SUEZ: The Twice-Fought War

By

Pub Date: Oct. 1st, 1969
Publisher: McGraw-Hill

Love stresses ""personal"" vectors; e.g. claiming that Eden used oil as an excuse for going after Nasser. After describing the 1955 Gaza raid as a precipitant, this hefty book traces Egypt's relations with Britain, France, the U.S. and the U.S.S.R., as well as with Israel (Ben-Gurion seeking sea lanes and land). Then it describes the military and diplomatic battles over Suez and Sinai, reconstructing the three-way collusion with gossipy ardor. Love is a former Mideastern correspondent for the N. Y. Times--who tends to sustain the habit of relying on petty details stitched on the bias--in this case, a pro-Nasser bias less congenial to the Times than to the U.S. State Department, whose positions he rather neglects, focusing on Dulles (""beclouded"" by Nasser's recognition of China) and Johnson (viewed as actively and opportunistically pro--Israel). Love finds Nasser ""pacific"" till the 1956 shooting began . . . as it ends, in this chronicle, with Israeli massacres of Palestinian civilians.
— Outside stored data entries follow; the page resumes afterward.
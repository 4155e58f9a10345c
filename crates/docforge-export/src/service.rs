use std::path::PathBuf;
use std::sync::Arc;

use docforge_documents::DocumentRepository;
use docforge_types::export::Export;
use uuid::Uuid;

use crate::archive;
use crate::error::ExportResult;
use crate::repository::ExportRepository;

/// Ties the export lifecycle (create -> generate -> download -> expire)
/// together for the server layer. `output_dir` is where generated archives
/// are written; the sweeper removes them again once they expire.
pub struct ExportService {
    exports: Arc<ExportRepository>,
    documents: Arc<DocumentRepository>,
    output_dir: PathBuf,
}

impl ExportService {
    pub fn new(exports: Arc<ExportRepository>, documents: Arc<DocumentRepository>, output_dir: PathBuf) -> Self {
        Self {
            exports,
            documents,
            output_dir,
        }
    }

    pub fn exports(&self) -> Arc<ExportRepository> {
        Arc::clone(&self.exports)
    }

    pub async fn create_export(&self, tenant_id: Uuid, project_id: Uuid, requested_by: Uuid, expires_in_hours: i64) -> ExportResult<Export> {
        self.exports.create(tenant_id, project_id, requested_by, expires_in_hours).await
    }

    pub async fn generate_export(&self, export_id: Uuid) -> ExportResult<Export> {
        archive::generate_export(export_id, &self.exports, &self.documents, &self.output_dir).await
    }

    pub async fn get(&self, export_id: Uuid) -> ExportResult<Export> {
        self.exports.get(export_id).await
    }
}
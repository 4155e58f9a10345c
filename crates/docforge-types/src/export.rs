use chrono::{DateTime, Utc};
use serde::{Deserialize, Serialize};
use uuid::Uuid;

#[derive(Debug, Clone, Copy, PartialEq, Eq, Serialize, Deserialize)]
#[serde(rename_all = "UPPERCASE")]
pub enum ExportStatus {
    Pending,
    Generating,
    Completed,
    Failed,
    Expired,
}

#[derive(Debug, Clone, Copy, PartialEq, Eq, Serialize, Deserialize)]
#[serde(rename_all = "lowercase")]
pub enum ExportFormat {
    Zip,
}

impl Default for ExportFormat {
    fn default() -> Self {
        ExportFormat::Zip
    }
}

#[derive(Debug, Clone, Serialize, Deserialize)]
pub struct ExportManifestEntry {
    #[serde(rename = "type")]
    pub document_type: String,
    pub version: i64,
    pub title: String,
    pub path_in_zip: String,
}

#[derive(Debug, Clone, Default, Serialize, Deserialize)]
pub struct ExportManifest {
    pub project_id: Uuid,
    pub created_at: Option<DateTime<Utc>>,
    #[serde(default)]
    pub documents: Vec<ExportManifestEntry>,
}

#[derive(Debug, Clone, Serialize, Deserialize)]
pub struct Export {
    pub id: Uuid,
    pub tenant_id: Uuid,
    pub project_id: Uuid,
    pub requested_by: Uuid,
    pub status: ExportStatus,
    pub file_path: Option<String>,
    pub manifest: ExportManifest,
    pub error: Option<String>,
    pub expires_at: DateTime<Utc>,
    pub created_at: DateTime<Utc>,
}

impl Export {
    /// `is_downloadable = (status=Completed and now <= expires_at and file_path exists)`.
    pub fn is_downloadable(&self, now: DateTime<Utc>) -> bool {
        if self.status != ExportStatus::Completed || now > self.expires_at {
            return false;
        }
        match &self.file_path {
            Some(path) => std::path::Path::new(path).exists(),
            None => false,
        }
    }
}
According to Love, Egypt was more threatened than Israel; Israel was rehearsing for 1967; and 1967 was provoked by Israeli threats against Syria (which, he acknowledges, the Soviets exaggerated), forcing Nasser to ""revive a casus belli"" in the Gulf of Aqaba. Those sympathetic to the Arab cause may feel it ill-served by Love's distortions; he even takes Nasser's resignation attempt at face value.